==== Extracted entries ====
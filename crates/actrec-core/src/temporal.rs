//! # Temporal Types: UTC Timestamps and Clocks
//!
//! `Timestamp` is a UTC-only instant truncated to seconds. Certificate
//! validity windows, serial-number seeds, and the ticket `IssuedAt` field
//! are all derived from one `Timestamp` read at the start of a session.
//!
//! Sessions never read the wall clock directly. They take a [`Clock`], so
//! tests can pin time with [`FixedClock`] and get byte-identical output.

use chrono::{DateTime, Duration, Timelike, Utc};
use serde::{Deserialize, Serialize};

use crate::error::ActivationError;

/// A UTC-only timestamp, truncated to seconds precision.
#[derive(Debug, Clone, Copy, PartialEq, Eq, PartialOrd, Ord, Hash, Serialize, Deserialize)]
pub struct Timestamp(DateTime<Utc>);

impl Timestamp {
    /// Current UTC time, truncated.
    pub fn now() -> Self {
        Self(truncate_to_seconds(Utc::now()))
    }

    /// From a `chrono::DateTime<Utc>`, truncating sub-seconds.
    pub fn from_utc(dt: DateTime<Utc>) -> Self {
        Self(truncate_to_seconds(dt))
    }

    /// Parse an RFC 3339 string with a `Z` suffix.
    ///
    /// Offsets other than `Z` are rejected, including `+00:00`.
    pub fn parse(s: &str) -> Result<Self, ActivationError> {
        if !s.ends_with('Z') {
            return Err(ActivationError::Decode(format!(
                "timestamp must use Z suffix (UTC only), got: {s:?}"
            )));
        }
        let dt = DateTime::parse_from_rfc3339(s)
            .map_err(|e| ActivationError::Decode(format!("invalid RFC 3339 timestamp {s:?}: {e}")))?;
        Ok(Self(truncate_to_seconds(dt.with_timezone(&Utc))))
    }

    /// From Unix epoch seconds.
    pub fn from_epoch_secs(secs: i64) -> Result<Self, ActivationError> {
        let dt = DateTime::from_timestamp(secs, 0)
            .ok_or_else(|| ActivationError::Decode(format!("invalid Unix timestamp: {secs}")))?;
        Ok(Self(dt))
    }

    /// Access the inner `DateTime<Utc>`.
    pub fn as_datetime(&self) -> &DateTime<Utc> {
        &self.0
    }

    /// Unix epoch seconds.
    pub fn epoch_secs(&self) -> i64 {
        self.0.timestamp()
    }

    /// This instant shifted forward by whole days.
    ///
    /// Saturates at the last representable instant instead of overflowing.
    pub fn plus_days(&self, days: i64) -> Self {
        let shifted = Duration::try_days(days)
            .and_then(|d| self.0.checked_add_signed(d))
            .unwrap_or(DateTime::<Utc>::MAX_UTC);
        Self(truncate_to_seconds(shifted))
    }

    /// ISO 8601 with Z suffix, e.g. `2026-01-15T12:00:00Z`.
    pub fn to_iso8601(&self) -> String {
        self.0.format("%Y-%m-%dT%H:%M:%SZ").to_string()
    }
}

impl std::fmt::Display for Timestamp {
    fn fmt(&self, f: &mut std::fmt::Formatter<'_>) -> std::fmt::Result {
        f.write_str(&self.to_iso8601())
    }
}

fn truncate_to_seconds(dt: DateTime<Utc>) -> DateTime<Utc> {
    dt.with_nanosecond(0).unwrap_or(dt)
}

/// Source of the session's issuance time.
///
/// `Send + Sync` so one clock can back many concurrent sessions.
pub trait Clock: Send + Sync {
    /// The current instant.
    fn now(&self) -> Timestamp;
}

/// Reads the system wall clock.
#[derive(Debug, Clone, Copy, Default)]
pub struct SystemClock;

impl Clock for SystemClock {
    fn now(&self) -> Timestamp {
        Timestamp::now()
    }
}

/// Always returns the same instant.
#[derive(Debug, Clone, Copy)]
pub struct FixedClock(Timestamp);

impl FixedClock {
    /// Pin the clock at `at`.
    pub fn new(at: Timestamp) -> Self {
        Self(at)
    }
}

impl Clock for FixedClock {
    fn now(&self) -> Timestamp {
        self.0
    }
}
====
=== Exercise details ===
In the entries above, count each line holding "impl" and report the total and nothing more.

=== Response area ===
5